An open API service indexing awesome lists of open source software.

https://github.com/juliotrigo/sqlalchemy-filters

Filter, sort and paginate SQLAlchemy query objects. Ideal for exposing these actions over a REST API.
https://github.com/juliotrigo/sqlalchemy-filters

Last synced: 5 months ago
JSON representation

Filter, sort and paginate SQLAlchemy query objects. Ideal for exposing these actions over a REST API.

Awesome Lists containing this project

README

        

SQLAlchemy filters
==================

.. pull-quote::

Filter, sort and paginate SQLAlchemy query objects. Ideal for
exposing these actions over a REST API.

.. image:: https://img.shields.io/pypi/v/sqlalchemy-filters.svg
:target: https://pypi.org/project/sqlalchemy-filters/

.. image:: https://img.shields.io/pypi/pyversions/sqlalchemy-filters.svg
:target: https://pypi.org/project/sqlalchemy-filters/

.. image:: https://img.shields.io/pypi/format/sqlalchemy-filters.svg
:target: https://pypi.org/project/sqlalchemy-filters/

.. image:: https://github.com/juliotrigo/sqlalchemy-filters/actions/workflows/tests.yml/badge.svg
:target: https://github.com/juliotrigo/sqlalchemy-filters/actions

Filtering
---------

Assuming that we have a SQLAlchemy_ ``query`` object:

.. code-block:: python

from sqlalchemy import Column, Integer, String
from sqlalchemy.ext.declarative import declarative_base

class Base(object):
id = Column(Integer, primary_key=True)
name = Column(String(50), nullable=False)
count = Column(Integer, nullable=True)

@hybrid_property
def count_square(self):
return self.count * self.count

@hybrid_method
def three_times_count(self):
return self.count * 3

Base = declarative_base(cls=Base)

class Foo(Base):

__tablename__ = 'foo'

# ...

query = session.query(Foo)

Then we can apply filters to that ``query`` object (multiple times):

.. code-block:: python

from sqlalchemy_filters import apply_filters

# `query` should be a SQLAlchemy query object

filter_spec = [{'field': 'name', 'op': '==', 'value': 'name_1'}]
filtered_query = apply_filters(query, filter_spec)
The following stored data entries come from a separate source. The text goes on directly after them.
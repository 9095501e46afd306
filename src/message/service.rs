use std::collections::HashMap;

use async_trait::async_trait;
use log::info;

use crate::auth;
use crate::conversation::{self, model::ConversationDto};
use crate::event::{self, ConversationUpdate, Notification, Subject, service::fan_out};
use crate::template::{self, TemplateDto};
use crate::user::{self, model::UserDto};

use super::model::{Content, MessageDto, NewMessage};
use super::{Id, Repository};

#[async_trait]
pub trait MessageService {
    /// Persists a message from the caller and relays it to everyone in the
    /// conversation. Relay failures never fail the call.
    async fn create(
        &self,
        auth_user: &auth::User,
        conversation_id: &conversation::Id,
        content: Content,
        template_id: Option<&template::Id>,
    ) -> super::Result<MessageDto>;

    async fn find_by_conversation(
        &self,
        auth_user: &auth::User,
        conversation_id: &conversation::Id,
    ) -> super::Result<Vec<MessageDto>>;
}

#[derive(Clone)]
pub struct MessageServiceImpl {
    repo: Repository,
    conversation_service: conversation::Service,
    event_service: event::Service,
}

impl MessageServiceImpl {
    pub fn new(
        repo: Repository,
        conversation_service: conversation::Service,
        event_service: event::Service,
    ) -> Self {
        Self {
            repo,
            conversation_service,
            event_service,
        }
    }
}

#[async_trait]
impl MessageService for MessageServiceImpl {
    async fn create(
        &self,
        auth_user: &auth::User,
        conversation_id: &conversation::Id,
        content: Content,
        template_id: Option<&template::Id>,
    ) -> super::Result<MessageDto> {
        let conversation = self
            .conversation_service
            .find_one(auth_user, conversation_id)
            .await?;

        if content.is_empty() {
            return Err(super::Error::EmptyContent);
        }

        let new = NewMessage::new(conversation_id, auth_user.id(), &content, template_id);
        let (message, template) = self.repo.create(&new)?;

        let sender = member(&conversation, message.sender_id())?;
        let msg = MessageDto::new(
            message,
            sender.clone(),
            vec![sender],
            template.map(TemplateDto::from),
        );

        info!("{} posted {} to {conversation_id}", auth_user.id(), msg.id());
        self.relay(&conversation, &msg).await;

        Ok(msg)
    }

    async fn find_by_conversation(
        &self,
        auth_user: &auth::User,
        conversation_id: &conversation::Id,
    ) -> super::Result<Vec<MessageDto>> {
        self.conversation_service
            .find_one(auth_user, conversation_id)
            .await?;

        let rows = self.repo.find_by_conversation(conversation_id)?;

        let ids = rows.iter().map(|(m, _)| m.id().clone()).collect::<Vec<_>>();
        let mut seen: HashMap<Id, Vec<UserDto>> = HashMap::new();
        for (message_id, user) in self.repo.find_seen(&ids)? {
            seen.entry(message_id).or_default().push(user.into());
        }

        let template_ids = rows
            .iter()
            .filter_map(|(m, _)| m.template_id().cloned())
            .collect::<Vec<_>>();
        let templates = self
            .repo
            .find_templates(&template_ids)?
            .into_iter()
            .map(|t| (t.id().clone(), TemplateDto::from(t)))
            .collect::<HashMap<_, _>>();

        let messages = rows
            .into_iter()
            .map(|(m, sender)| {
                let seen = seen.remove(m.id()).unwrap_or_default();
                let template = m.template_id().and_then(|id| templates.get(id).cloned());
                MessageDto::new(m, sender.into(), seen, template)
            })
            .collect();

        Ok(messages)
    }
}

impl MessageServiceImpl {
    /// Personal channels learn about the new activity first, then the
    /// conversation channel receives the message itself.
    async fn relay(&self, conversation: &ConversationDto, msg: &MessageDto) {
        let subjects = conversation
            .users()
            .iter()
            .map(|u| Subject::User(u.email()))
            .collect::<Vec<_>>();
        let update = Notification::ConversationUpdate(ConversationUpdate {
            id: conversation.id().clone(),
            messages: vec![msg.clone()],
        });
        fan_out(self.event_service.as_ref(), &subjects, &update).await;

        fan_out(
            self.event_service.as_ref(),
            &[Subject::Conversation(conversation.id())],
            &Notification::NewMessage(msg.clone()),
        )
        .await;
    }
}

fn member(conversation: &ConversationDto, id: &user::Id) -> super::Result<UserDto> {
    conversation
        .users()
        .iter()
        .find(|u| u.id() == id)
        .cloned()
        .ok_or_else(|| conversation::Error::NotFound(conversation.id().clone()).into())
}

#[cfg(test)]
mod tests {
    use std::sync::Arc;

    use super::*;
    use crate::conversation::model::Conversation;
    use crate::conversation::repository::fake::InMemoryConversationRepository;
    use crate::conversation::service::ConversationServiceImpl;
    use crate::event::service::fake::RecordingEventService;
    use crate::message::repository::fake::InMemoryMessageRepository;
    use crate::template::MessageTemplate;
    use crate::user::model::User;
    use crate::user::repository::fake::InMemoryUserRepository;
    use crate::user::service::UserServiceImpl;

    struct Fixture {
        a: User,
        b: User,
        outsider: User,
        c1: Conversation,
        repo: Arc<InMemoryMessageRepository>,
        events: Arc<RecordingEventService>,
        service: MessageServiceImpl,
    }

    fn fixture_with(
        events: RecordingEventService,
        configure: impl FnOnce(InMemoryMessageRepository, &User) -> InMemoryMessageRepository,
    ) -> Fixture {
        let a = User::new(user::Id::random(), "a@x.com", Some("A"));
        let b = User::new(user::Id::random(), "b@x.com", Some("B"));
        let outsider = User::new(user::Id::random(), "o@x.com", None);
        let users = vec![a.clone(), b.clone(), outsider.clone()];

        let c1 = Conversation::new(conversation::Id::random(), None, false);
        let conversations = Arc::new(
            InMemoryConversationRepository::new(users.clone())
                .with_conversation(c1.clone(), &[a.id(), b.id()]),
        );

        let events = Arc::new(events);
        let user_service = Arc::new(UserServiceImpl::new(Arc::new(
            InMemoryUserRepository::new(users.clone()),
        )));
        let conversation_service = Arc::new(ConversationServiceImpl::new(
            conversations,
            user_service,
            events.clone(),
        ));

        let repo = Arc::new(configure(InMemoryMessageRepository::new(users), &a));
        let service = MessageServiceImpl::new(repo.clone(), conversation_service, events.clone());

        Fixture {
            a,
            b,
            outsider,
            c1,
            repo,
            events,
            service,
        }
    }

    fn fixture() -> Fixture {
        fixture_with(RecordingEventService::default(), |repo, _| repo)
    }

    #[tokio::test]
    async fn should_store_and_relay_text_message() {
        let f = fixture();

        let msg = f
            .service
            .create(
                &auth::User::from(f.a.clone()),
                f.c1.id(),
                Content::text("hello"),
                None,
            )
            .await
            .unwrap();

        let stored = f.repo.messages();
        assert_eq!(stored.len(), 1);
        assert_eq!(stored[0].id(), msg.id());
        assert_eq!(stored[0].sender_id(), f.a.id());
        assert_eq!(f.repo.seen(), vec![(msg.id().clone(), f.a.id().clone())]);
        assert_eq!(
            f.repo.last_activity(f.c1.id()).as_ref(),
            Some(stored[0].created_at())
        );

        assert_eq!(msg.body(), Some("hello"));
        assert_eq!(msg.sender().id(), f.a.id());
        let seen = msg.seen().iter().map(|u| u.id()).collect::<Vec<_>>();
        assert_eq!(seen, vec![f.a.id()]);

        let published = f.events.published();
        assert_eq!(published.len(), 3);

        let new_messages = published
            .iter()
            .filter(|(_, n)| n.name() == "messages:new")
            .collect::<Vec<_>>();
        assert_eq!(new_messages.len(), 1);
        assert_eq!(new_messages[0].0, format!("conversation.{}", f.c1.id()));
        assert_eq!(new_messages[0].1, Notification::NewMessage(msg.clone()));

        let expected_update = Notification::ConversationUpdate(ConversationUpdate {
            id: f.c1.id().clone(),
            messages: vec![msg.clone()],
        });
        let mut updated = published
            .iter()
            .filter(|(_, n)| *n == expected_update)
            .map(|(s, _)| s.as_str())
            .collect::<Vec<_>>();
        updated.sort();
        assert_eq!(updated, vec!["user.a@x.com", "user.b@x.com"]);
    }

    #[tokio::test]
    async fn should_reject_non_member_without_writes() {
        let f = fixture();

        let res = f
            .service
            .create(
                &auth::User::from(f.outsider.clone()),
                f.c1.id(),
                Content::text("hello"),
                None,
            )
            .await;

        assert!(matches!(
            res,
            Err(super::super::Error::_Conversation(conversation::Error::NotFound(_)))
        ));
        assert!(f.repo.messages().is_empty());
        assert!(f.events.published().is_empty());
    }

    #[tokio::test]
    async fn should_reject_empty_content_without_writes() {
        let f = fixture();

        let res = f
            .service
            .create(
                &auth::User::from(f.a.clone()),
                f.c1.id(),
                Content::new(Some("   ".into()), None, Some(String::new())),
                None,
            )
            .await;

        assert!(matches!(res, Err(super::super::Error::EmptyContent)));
        assert!(f.repo.messages().is_empty());
        assert!(f.events.published().is_empty());
    }

    #[tokio::test]
    async fn should_count_template_usage() {
        let template_id = template::Id::random();
        let f = fixture_with(RecordingEventService::default(), |repo, creator| {
            repo.with_template(MessageTemplate::new(
                template_id.clone(),
                creator.id().clone(),
                "greeting",
                "Hello there",
            ))
        });

        let msg = f
            .service
            .create(
                &auth::User::from(f.b.clone()),
                f.c1.id(),
                Content::text("Hello there"),
                Some(&template_id),
            )
            .await
            .unwrap();

        assert_eq!(f.repo.template(&template_id).map(|t| t.usage_count()), Some(1));
        assert!(msg.message_template().is_some());
        assert_eq!(f.repo.messages()[0].template_id(), Some(&template_id));
    }

    #[tokio::test]
    async fn should_reject_unknown_template_without_relay() {
        let f = fixture();
        let unknown = template::Id::random();

        let res = f
            .service
            .create(
                &auth::User::from(f.a.clone()),
                f.c1.id(),
                Content::text("hello"),
                Some(&unknown),
            )
            .await;

        assert!(matches!(res, Err(super::super::Error::TemplateNotFound(id)) if id == unknown));
        assert!(f.repo.messages().is_empty());
        assert!(f.events.published().is_empty());
    }

    #[tokio::test]
    async fn should_return_message_when_some_recipients_fail() {
        let f = fixture_with(
            RecordingEventService::failing_for(&["user.a@x.com"]),
            |repo, _| repo,
        );

        let msg = f
            .service
            .create(
                &auth::User::from(f.a.clone()),
                f.c1.id(),
                Content::text("hello"),
                None,
            )
            .await
            .unwrap();

        assert_eq!(f.repo.messages().len(), 1);

        let mut subjects = f.events.subjects();
        subjects.sort();
        assert_eq!(
            subjects,
            vec![format!("conversation.{}", f.c1.id()), "user.b@x.com".to_string()]
        );
        assert_eq!(msg.body(), Some("hello"));
    }

    #[tokio::test]
    async fn should_list_messages_with_viewers() {
        let f = fixture();
        let a = auth::User::from(f.a.clone());
        let b = auth::User::from(f.b.clone());

        let first = f
            .service
            .create(&a, f.c1.id(), Content::text("hello"), None)
            .await
            .unwrap();
        let second = f
            .service
            .create(&b, f.c1.id(), Content::text("hi"), None)
            .await
            .unwrap();

        let messages = f.service.find_by_conversation(&a, f.c1.id()).await.unwrap();

        assert_eq!(messages, vec![first, second]);

        let foreign = f
            .service
            .find_by_conversation(&auth::User::from(f.outsider.clone()), f.c1.id())
            .await;
        assert!(foreign.is_err());
    }
}
use chrono::{DateTime, Utc};
use diesel::{
    deserialize::FromSqlRow,
    expression::AsExpression,
    prelude::{Queryable, Selectable},
};
use serde::{Deserialize, Serialize};
use uuid::Uuid;

use crate::user;

#[derive(Clone, Debug, Deserialize, Serialize, Hash, PartialEq, Eq, FromSqlRow, AsExpression)]
#[diesel(sql_type = diesel::sql_types::Uuid)]
pub struct Id(Uuid);

messenger_crm::uuid_id!(Id);

/// Canned reply owned by a CRM user. Counts how often it was sent.
#[derive(Queryable, Selectable, Clone, Debug, PartialEq)]
#[diesel(table_name = crate::schema::message_templates)]
#[diesel(check_for_backend(diesel::pg::Pg))]
pub struct MessageTemplate {
    id: Id,
    creator_id: user::Id,
    name: String,
    content: String,
    category: Option<String>,
    usage_count: i32,
    created_at: DateTime<Utc>,
    updated_at: DateTime<Utc>,
}

impl MessageTemplate {
    pub const fn id(&self) -> &Id {
        &self.id
    }
}

#[cfg(test)]
impl MessageTemplate {
    pub const fn usage_count(&self) -> i32 {
        self.usage_count
    }

    pub fn new(id: Id, creator_id: user::Id, name: &str, content: &str) -> Self {
        let now = Utc::now();
        Self {
            id,
            creator_id,
            name: name.to_string(),
            content: content.to_string(),
            category: None,
            usage_count: 0,
            created_at: now,
            updated_at: now,
        }
    }

    pub fn used(self) -> Self {
        Self {
            usage_count: self.usage_count + 1,
            ..self
        }
    }
}

#[derive(Clone, Debug, Serialize, PartialEq)]
#[serde(rename_all = "camelCase")]
pub struct TemplateDto {
    id: Id,
    name: String,
    content: String,
    category: Option<String>,
    usage_count: i32,
}

impl From<MessageTemplate> for TemplateDto {
    fn from(t: MessageTemplate) -> Self {
        Self {
            id: t.id,
            name: t.name,
            content: t.content,
            category: t.category,
            usage_count: t.usage_count,
        }
    }
}
use axum::http::StatusCode;

impl From<super::Error> for StatusCode {
    fn from(e: super::Error) -> Self {
        match e {
            super::Error::NotFound(_) => Self::NOT_FOUND,
            super::Error::NotEnoughMembers(_)
            | super::Error::MissingName
            | super::Error::MissingRecipient
            | super::Error::SelfReference
            | super::Error::NonExistingUser(_) => Self::BAD_REQUEST,
            super::Error::_User(e) => e.into(),
            super::Error::_R2d2(_) | super::Error::_Diesel(_) => Self::INTERNAL_SERVER_ERROR,
        }
    }
}

pub(super) mod api {
    use axum::{
        Extension, Json,
        extract::{Path, State, rejection::JsonRejection},
    };
    use serde::{Deserialize, Serialize};

    use crate::{
        auth,
        conversation::{self, model::ConversationDto},
        user,
    };

    #[derive(Deserialize)]
    #[serde(rename_all = "camelCase")]
    pub struct CreateParams {
        user_id: Option<user::Id>,
        #[serde(default)]
        is_group: bool,
        #[serde(default)]
        members: Vec<user::Id>,
        name: Option<String>,
    }

    pub async fn create(
        Extension(auth_user): Extension<auth::User>,
        conversation_service: State<conversation::Service>,
        payload: Result<Json<CreateParams>, JsonRejection>,
    ) -> crate::Result<Json<ConversationDto>> {
        let Json(params) = payload?;

        let conversation = if params.is_group {
            let name = params.name.unwrap_or_default();
            conversation_service
                .create_group(&auth_user, &name, &params.members)
                .await?
        } else {
            conversation_service
                .create_direct(&auth_user, params.user_id.as_ref())
                .await?
        };

        Ok(Json(conversation))
    }

    pub async fn find_all(
        Extension(auth_user): Extension<auth::User>,
        conversation_service: State<conversation::Service>,
    ) -> crate::Result<Json<Vec<ConversationDto>>> {
        let conversations = conversation_service.find_all(&auth_user).await?;
        Ok(Json(conversations))
    }

    pub async fn find_one(
        Extension(auth_user): Extension<auth::User>,
        conversation_service: State<conversation::Service>,
        Path(id): Path<conversation::Id>,
    ) -> crate::Result<Json<ConversationDto>> {
        let conversation = conversation_service.find_one(&auth_user, &id).await?;
        Ok(Json(conversation))
    }

    #[derive(Serialize)]
    pub struct Deleted {
        count: usize,
    }

    pub async fn delete(
        Extension(auth_user): Extension<auth::User>,
        conversation_service: State<conversation::Service>,
        Path(id): Path<conversation::Id>,
    ) -> crate::Result<Json<Deleted>> {
        let count = conversation_service.delete(&auth_user, &id).await?;
        Ok(Json(Deleted { count }))
    }
}
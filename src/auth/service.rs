use async_trait::async_trait;
use log::warn;
use messenger_crm::Raw;
use uuid::Uuid;

use super::Session;

use crate::integration::cache;
use crate::user;

#[async_trait]
pub trait AuthService {
    /// Resolves the user bound to a session by the external authenticator.
    async fn find_user_id(&self, sid: &Session) -> Option<user::Id>;
}

#[derive(Clone)]
pub struct AuthServiceImpl {
    redis: cache::Redis,
}

impl AuthServiceImpl {
    pub fn new(redis: cache::Redis) -> Self {
        Self { redis }
    }
}

#[async_trait]
impl AuthService for AuthServiceImpl {
    async fn find_user_id(&self, sid: &Session) -> Option<user::Id> {
        let value = self
            .redis
            .get::<String>(cache::Key::Session(sid.raw()))
            .await?;

        match Uuid::parse_str(&value) {
            Ok(id) => Some(user::Id::from(id)),
            Err(e) => {
                warn!("malformed user id bound to {sid:?}: {e}");
                None
            }
        }
    }
}
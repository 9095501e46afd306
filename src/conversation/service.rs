use std::collections::HashSet;

use async_trait::async_trait;
use log::{debug, info};

use crate::event::{self, Notification, Subject, service::fan_out};
use crate::{auth, user};

use super::model::{Conversation, ConversationDto, NewConversation};
use super::{Id, Repository};

#[async_trait]
pub trait ConversationService {
    /// Returns the first conversation already reaching either party, or
    /// creates a new two-member one.
    async fn create_direct(
        &self,
        auth_user: &auth::User,
        recipient: Option<&user::Id>,
    ) -> super::Result<ConversationDto>;

    async fn create_group(
        &self,
        auth_user: &auth::User,
        name: &str,
        members: &[user::Id],
    ) -> super::Result<ConversationDto>;

    async fn find_all(&self, auth_user: &auth::User) -> super::Result<Vec<ConversationDto>>;

    async fn find_one(&self, auth_user: &auth::User, id: &Id) -> super::Result<ConversationDto>;

    async fn delete(&self, auth_user: &auth::User, id: &Id) -> super::Result<usize>;
}

#[derive(Clone)]
pub struct ConversationServiceImpl {
    repo: Repository,
    user_service: user::Service,
    event_service: event::Service,
}

impl ConversationServiceImpl {
    pub fn new(
        repo: Repository,
        user_service: user::Service,
        event_service: event::Service,
    ) -> Self {
        Self {
            repo,
            user_service,
            event_service,
        }
    }
}

#[async_trait]
impl ConversationService for ConversationServiceImpl {
    async fn create_direct(
        &self,
        auth_user: &auth::User,
        recipient: Option<&user::Id>,
    ) -> super::Result<ConversationDto> {
        let recipient = recipient.ok_or(super::Error::MissingRecipient)?;
        if recipient == auth_user.id() {
            return Err(super::Error::SelfReference);
        }

        match self.user_service.find_by_id(recipient).await {
            Ok(_) => {}
            Err(user::Error::NotFound(id)) => return Err(super::Error::NonExistingUser(id)),
            Err(e) => return Err(e.into()),
        }

        // Not atomic with the insert below: concurrent requests may both miss
        // and create duplicates.
        let parties = [auth_user.id().clone(), recipient.clone()];
        if let Some(existing) = self.repo.find_first_by_any_member(&parties)? {
            debug!(
                "reusing conversation {} for {}",
                existing.id(),
                auth_user.id()
            );
            return self.project(existing);
        }

        let new = NewConversation::direct();
        let conversation = self.repo.create(&new, &parties)?;
        let dto = self.project(conversation)?;

        info!("created direct conversation {}", dto.id());
        self.notify(&dto, Notification::NewConversation(dto.clone()))
            .await;

        Ok(dto)
    }

    async fn create_group(
        &self,
        auth_user: &auth::User,
        name: &str,
        members: &[user::Id],
    ) -> super::Result<ConversationDto> {
        let mut seen = HashSet::new();
        let mut members = members
            .iter()
            .filter(|m| *m != auth_user.id() && seen.insert(*m))
            .cloned()
            .collect::<Vec<_>>();

        if members.len() < 2 {
            return Err(super::Error::NotEnoughMembers(members.len()));
        }

        let name = name.trim();
        if name.is_empty() {
            return Err(super::Error::MissingName);
        }

        let existing = self.user_service.find_by_ids(&members).await?;
        if let Some(missing) = members
            .iter()
            .find(|m| !existing.iter().any(|u| u.id() == *m))
        {
            return Err(super::Error::NonExistingUser(missing.clone()));
        }

        members.push(auth_user.id().clone());

        let new = NewConversation::group(name);
        let conversation = self.repo.create(&new, &members)?;
        let dto = self.project(conversation)?;

        info!(
            "created group conversation {} with {} members",
            dto.id(),
            members.len()
        );
        self.notify(&dto, Notification::NewConversation(dto.clone()))
            .await;

        Ok(dto)
    }

    async fn find_all(&self, auth_user: &auth::User) -> super::Result<Vec<ConversationDto>> {
        self.repo
            .find_by_member(auth_user.id())?
            .into_iter()
            .map(|c| self.project(c))
            .collect()
    }

    async fn find_one(&self, auth_user: &auth::User, id: &Id) -> super::Result<ConversationDto> {
        let conversation = self.repo.find_by_id(id)?;
        let dto = self.project(conversation)?;

        if !dto.has_member(auth_user.id()) {
            return Err(super::Error::NotFound(id.clone()));
        }

        Ok(dto)
    }

    async fn delete(&self, auth_user: &auth::User, id: &Id) -> super::Result<usize> {
        let conversation = self.repo.find_by_id(id)?;
        // Members are gone once the row is, so they are read up front.
        let dto = self.project(conversation)?;

        let count = self.repo.delete_by_member(id, auth_user.id())?;
        if count == 0 {
            debug!("{} is not a member of {id}, nothing deleted", auth_user.id());
            return Ok(count);
        }

        info!("deleted conversation {id}");
        self.notify(&dto, Notification::RemovedConversation(dto.clone()))
            .await;

        Ok(count)
    }
}

impl ConversationServiceImpl {
    fn project(&self, conversation: Conversation) -> super::Result<ConversationDto> {
        let members = self.repo.find_members(conversation.id())?;
        Ok(ConversationDto::new(conversation, members))
    }

    async fn notify(&self, dto: &ConversationDto, noti: Notification) {
        let subjects = dto
            .users()
            .iter()
            .map(|u| Subject::User(u.email()))
            .collect::<Vec<_>>();

        fan_out(self.event_service.as_ref(), &subjects, &noti).await;
    }
}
more_filters = [{'field': 'foo_id', 'op': 'is_not_null'}]
filtered_query = apply_filters(filtered_query, more_filters)

result = filtered_query.all()

It is also possible to filter queries that contain multiple models,
including joins:

.. code-block:: python

class Bar(Base):

__tablename__ = 'bar'

foo_id = Column(Integer, ForeignKey('foo.id'))

.. code-block:: python

query = session.query(Foo).join(Bar)

filter_spec = [
{'model': 'Foo', 'field': 'name', 'op': '==', 'value': 'name_1'},
{'model': 'Bar', 'field': 'count', 'op': '>=', 'value': 5},
]
filtered_query = apply_filters(query, filter_spec)

result = filtered_query.all()

``apply_filters`` will attempt to automatically join models to ``query``
if they're not already present and a model-specific filter is supplied.
For example, the value of ``filtered_query`` in the following two code
blocks is identical:

.. code-block:: python

query = session.query(Foo).join(Bar) # join pre-applied to query

filter_spec = [
{'model': 'Foo', 'field': 'name', 'op': '==', 'value': 'name_1'},
{'model': 'Bar', 'field': 'count', 'op': '>=', 'value': 5},
]
filtered_query = apply_filters(query, filter_spec)

.. code-block:: python

query = session.query(Foo) # join to Bar will be automatically applied

filter_spec = [
{'field': 'name', 'op': '==', 'value': 'name_1'},
{'model': 'Bar', 'field': 'count', 'op': '>=', 'value': 5},
]
filtered_query = apply_filters(query, filter_spec)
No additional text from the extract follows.